Opinião

M.A.G.A. (Make America Great Alone)

M.A.G.A. (Make America Great Alone)

Fernando de Melo Gomes

Almirante Melo Gomes, antigo chefe do Estado-Maior da Armada

De repente, a Europa parece acordar para este novo normal que, na verdade, era previsível. A indignação é mais do que legítima, mas nada resolve

Desde o início do primeiro mandato de Trump que foi clara a sua visão de preterir a União Europeia (UE) em favor de Rússia de Putin. Mais, foi evidente a sua intenção de a destruir, favorecendo os defensores do Brexit. Na altura, em que não dominava por completo o Congresso, o Supremo Tribunal , o Pentágono , as redes sociais e a maioria dos Estados e, por isso, tinha algum decoro e contenção, não se arrogava como o eleito pelos céus para moldar o mundo de acordo com a sua disruptiva visão. Bem avisava Kissinger: ‘The president elected is the most unique ….he has absolutely no baggage…’

Agora, que já aprendeu alguma coisa e que, de facto, os checks and ballances se esfumam, a sua visão torna-se mais clara e mais perigosa: o único valor a seguir é a transação e, assim, os Estados Unidos rasgam os tratados e alianças que possibilitaram a sua liderança fundada num sistema internacional baseado nos valores da democracia e em instituições multilaterais que garantiam pelo menos a observância de regras, alguma cooperação internacional, e um patamar mínimo de segurança e paz. Os velhos inimigos, ou adversários, capitalizam e os aliados atraiçoam-se! Havia , pelo menos, alguma decência….agora é tudo mais simples. Não é novo na história. A lei da força sobre a força da lei e a regra de que, nas relações internacionais, não há amigos nem inimigos …apenas interesses.

Ameaça-se tornar o Canadá como 51º estado, conquista-se ou compra-se a Gronelândia, ameaça-se o Panamá, transforma-se Gaza num sociedade por quotas, troca-se o Donbas por terras raras e doa-se tudo à Rússia. Impõem-se tarifas mais pesadas aos aliados do que aos adversários, proferem-se sermões sobre a ética democrática em Munique, logo em Munique….e legitima-se a interferência em eleições de um novo Rasputine da informação. É o novo e desgraçado normal que nenhum democrata pode aceitar.

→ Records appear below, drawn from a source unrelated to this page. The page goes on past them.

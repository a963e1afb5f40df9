//! Shell state and the line dispatch pipeline.

use std::{io, path::PathBuf};

use rustyline::error::ReadlineError;
use strsim::levenshtein;

use crate::{
    config::{Config, ConfigManager},
    core::{paths, LedgerManager, OpenReport},
    errors::LedgerError,
};

pub use crate::errors::CliError;

use super::commands;
use super::io as cli_io;
use super::registry::{CommandEntry, CommandRegistry};

#[derive(Debug, Clone, Copy, PartialEq, Eq)]
pub enum CliMode {
    Interactive,
    Script,
}

#[derive(Debug, Clone, Copy, PartialEq, Eq)]
pub(crate) enum LoopControl {
    Continue,
    Exit,
}

pub type CommandResult = Result<(), CommandError>;

/// Largest edit distance still offered as a correction for a typo.
const SUGGESTION_DISTANCE: usize = 3;

/// Mutable state threaded through every command handler.
pub struct ShellContext {
    pub mode: CliMode,
    pub registry: CommandRegistry,
    pub manager: LedgerManager,
    pub config: Config,
    pub config_manager: Option<ConfigManager>,
    pub running: bool,
}

impl ShellContext {
    /// Builds the shell state and opens the ledger. Configuration trouble
    /// degrades to defaults with a warning; a damaged data file is reported
    /// and the session starts empty.
    pub fn new(mode: CliMode, data_file: Option<PathBuf>) -> Result<Self, CliError> {
        let mut registry = CommandRegistry::new();
        commands::register_all(&mut registry);

        let (config, config_manager) = match ConfigManager::new() {
            Ok(manager) => match manager.load() {
                Ok(config) => (config, Some(manager)),
                Err(err) => {
                    cli_io::print_warning(format!(
                        "Could not read configuration, using defaults: {err}"
                    ));
                    (Config::default(), Some(manager))
                }
            },
            Err(err) => {
                cli_io::print_warning(format!("Configuration unavailable: {err}"));
                (Config::default(), None)
            }
        };

        let path = data_file
            .or_else(|| config.data_file.clone())
            .unwrap_or_else(paths::default_data_file);
        let mut manager = LedgerManager::new(path);
        let report = manager.load();

        let context = ShellContext {
            mode,
            registry,
            manager,
            config,
            config_manager,
            running: true,
        };
        context.report_open(&report);
        Ok(context)
    }

    fn report_open(&self, report: &OpenReport) {
        if let Some(error) = &report.error {
            cli_io::print_error(format!(
                "Could not read {}: {}",
                self.manager.path().display(),
                error
            ));
            cli_io::print_warning("Starting with an empty ledger; the file is rewritten on exit.");
        }
        for warning in &report.warnings {
            cli_io::print_warning(warning);
        }
        if report.found {
            cli_io::print_success(format!(
                "Loaded {} records from {}.",
                self.manager.records().len(),
                self.manager.path().display()
            ));
        } else if report.error.is_none() {
            cli_io::print_info("No data file found; starting a fresh ledger.");
        }
    }

    /// Editor prompt, derived from the data file name so a session on a
    /// non-default book shows which one it is writing to.
    pub(crate) fn prompt(&self) -> String {
        let book = self
            .manager
            .path()
            .file_stem()
            .and_then(|stem| stem.to_str())
            .unwrap_or("expenses");
        format!("{book}> ")
    }

    pub(crate) fn command_names(&self) -> Vec<&'static str> {
        self.registry.names().collect()
    }

    pub(crate) fn command(&self, name: &str) -> Option<&CommandEntry> {
        self.registry.get(name)
    }

    /// Splits one input line and runs the named command. Lexer trouble and
    /// unknown names stay inside the loop; only handler errors propagate.
    pub(crate) fn process_line(&mut self, line: &str) -> Result<LoopControl, CommandError> {
        let tokens = match shell_words::split(line) {
            Ok(tokens) => tokens,
            Err(err) => {
                self.print_warning(&format!("Could not parse input: {err}"));
                return Ok(LoopControl::Continue);
            }
        };
        let Some((first, rest)) = tokens.split_first() else {
            return Ok(LoopControl::Continue);
        };

        let name = first.to_lowercase();
        let Some(handler) = self.registry.handler(&name) else {
            self.suggest_command(first);
            return Ok(LoopControl::Continue);
        };

        let args: Vec<&str> = rest.iter().map(String::as_str).collect();
        match handler(self, &args) {
            Ok(()) => Ok(LoopControl::Continue),
            Err(CommandError::ExitRequested) => {
                self.running = false;
                Ok(LoopControl::Exit)
            }
            Err(err) => Err(err),
        }
    }

    pub(crate) fn suggest_command(&self, input: &str) {
        cli_io::print_warning(format!(
            "Unknown command `{input}`. Type `help` to see available commands."
        ));

        let nearest = self
            .registry
            .names()
            .map(|name| (levenshtein(name, input), name))
            .min_by_key(|(distance, _)| *distance);
        if let Some((distance, best)) = nearest {
            if distance <= SUGGESTION_DISTANCE {
                cli_io::print_info(format!("Suggestion: `{best}`?"));
            }
        }
    }

    pub(crate) fn confirm_exit(&self) -> Result<bool, CliError> {
        if self.mode == CliMode::Script {
            return Ok(true);
        }
        cli_io::confirm_action("Exit shell?", false).map_err(CliError::from)
    }

    /// Prints a handler error without breaking the loop. Only an explicit
    /// exit request is treated as silence.
    pub(crate) fn report_error(&self, err: CommandError) -> Result<(), CliError> {
        match err {
            CommandError::ExitRequested => Ok(()),
            CommandError::InvalidArguments(message) => {
                self.print_error(&message);
                self.print_hint("Use `help <command>` for usage details.");
                Ok(())
            }
            other => {
                self.print_error(&other.to_string());
                Ok(())
            }
        }
    }

    pub(crate) fn print_error(&self, message: &str) {
        cli_io::print_error(message);
    }

    pub(crate) fn print_warning(&self, message: &str) {
        cli_io::print_warning(message);
    }

    pub(crate) fn print_hint(&self, message: &str) {
        cli_io::print_hint(message);
    }

    /// Persists the ledger and session bookkeeping. Runs exactly once when
    /// the loop ends; a failed save is reported but never blocks exit.
    pub(crate) fn teardown(&mut self) {
        match self.manager.save() {
            Ok(()) => cli_io::print_success(format!(
                "Saved {} records to {}.",
                self.manager.records().len(),
                self.manager.path().display()
            )),
            Err(err) => cli_io::print_error(format!(
                "Could not save {}: {}",
                self.manager.path().display(),
                err
            )),
        }

        self.config.record_session(self.manager.records().len());
        if let Some(manager) = &self.config_manager {
            if let Err(err) = manager.save(&self.config) {
                cli_io::print_warning(format!("Could not update configuration: {err}"));
            }
        }
    }
}

#[derive(Debug, thiserror::Error)]
pub enum CommandError {
    #[error("{0}")]
    InvalidArguments(String),
    #[error("{0}")]
    Message(String),
    #[error(transparent)]
    Io(#[from] io::Error),
    #[error(transparent)]
    Core(#[from] LedgerError),
    #[error(transparent)]
    Dialoguer(#[from] dialoguer::Error),
    #[error("exit requested")]
    ExitRequested,
}

impl From<CommandError> for CliError {
    fn from(err: CommandError) -> Self {
        match err {
            CommandError::Core(core) => CliError::Core(core),
            other => CliError::Command(other.to_string()),
        }
    }
}

impl From<io::Error> for CliError {
    fn from(err: io::Error) -> Self {
        CliError::Core(LedgerError::Io(err))
    }
}

impl From<ReadlineError> for CliError {
    fn from(err: ReadlineError) -> Self {
        CliError::Command(err.to_string())
    }
}

#[cfg(test)]
impl ShellContext {
    /// Script-mode context rooted in a private directory, so tests never
    /// touch the real home.
    pub(crate) fn new_for_tests(base_dir: &std::path::Path) -> Self {
        let mut registry = CommandRegistry::new();
        commands::register_all(&mut registry);

        let config_manager =
            ConfigManager::with_base_dir(base_dir.to_path_buf()).expect("test config dir");
        let mut manager = LedgerManager::new(base_dir.join("expenses.dat"));
        manager.load();

        ShellContext {
            mode: CliMode::Script,
            registry,
            manager,
            config: Config::default(),
            config_manager: Some(config_manager),
            running: true,
        }
    }
}

#[cfg(test)]
pub(crate) fn process_script(
    base_dir: &std::path::Path,
    lines: &[&str],
) -> Result<ShellContext, CommandError> {
    let mut app = ShellContext::new_for_tests(base_dir);
    for line in lines {
        match app.process_line(line)? {
            LoopControl::Continue => {}
            LoopControl::Exit => break,
        }
    }
    Ok(app)
}
#![doc(test(attr(deny(warnings))))]

//! Expense Core keeps a personal expense ledger in a plain-text data file
//! and drives the interactive shell that records, sorts, and summarizes it.

pub mod cli;
pub mod config;
pub mod core;
pub mod errors;
pub mod ledger;
pub mod storage;
pub mod utils;

use std::sync::Once;

static INIT_TRACING: Once = Once::new();

/// Initializes global tracing and emits a startup info log.
pub fn init() {
    INIT_TRACING.call_once(|| {
        utils::init_tracing();
        tracing::info!("Expense Core tracing initialized.");
    });
}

De repente, a Europa parece acordar para este novo normal que, na verdade, era previsível. A indignação é mais do que legítima, mas nada resolve e Trump pode ser o ensejo para entender a dura realidade: o mundo há muito que deixou de ser eurocêntrico e os EUA não mais têm a capacidade de se empenharem em dois cenários confrontacionais simultâneos. Ou seja, o ‘Ocidente’ acabou e a UE que, apesar de tudo, ainda mantém a liderança no comércio mundial, não tem na balança de poder o peso correspondente porque lhe falta o fator essencial: capacidade militar.

Espartilhada nas suas contradições entre a ameaça russa e o afastamento americano a Europa está só.

A verdadeira humilhação a que foi submetida na pseudo solução Trump/Putin para a guerra na Ucrânia fala por si. A Rússia, de uma penada ganha a Crimeia e o Donbas, fratura a NATO e a UE gesticula, não conta, e nem sequer se senta à mesa das negociações para salvar a face de um acordo que estimo como estabelecido há muito. É claro que Trump, sendo um grande homem de negócios, está certo das boas intenções de Putin e o experimentado Mark Rubio imporá o seu saber ao novato Lavrov! Zelensky que os conhece, bem avisou durante a indecente receção de que foi alvo na Sala Oval.

No final, ao preferir uma clara aproximação à Rússia em detrimento da UE que acusa de ter sido formada para ‘lixar’ os EUA, Trump irá, mais tarde, ou mais cedo, entender a inviabilidade de ‘Fazer a América Grande’ …sozinho.

Um desastre anunciado que pode vir a ser, de facto, uma oportunidade para a UE se reformar e criar uma capacidade militar autónoma , dentro da futura NATO ou fora dela. Isso irá implicar significativas e difíceis alterações do enquadramento politico europeu, mas é uma condição de sobrevivência.


Tal levará tempo, muito tempo, espera-se que menos do que levará a Rússia a reorganizar-se e Putin a prosseguir o seu sonho de reconstruir a União Soviética e usar os métodos do costume, destabilizando os estados vizinhos com pretensas afinidades para, em tempo oportuno, intervir e defender do ‘genocídio ‘ os seus simpatizantes.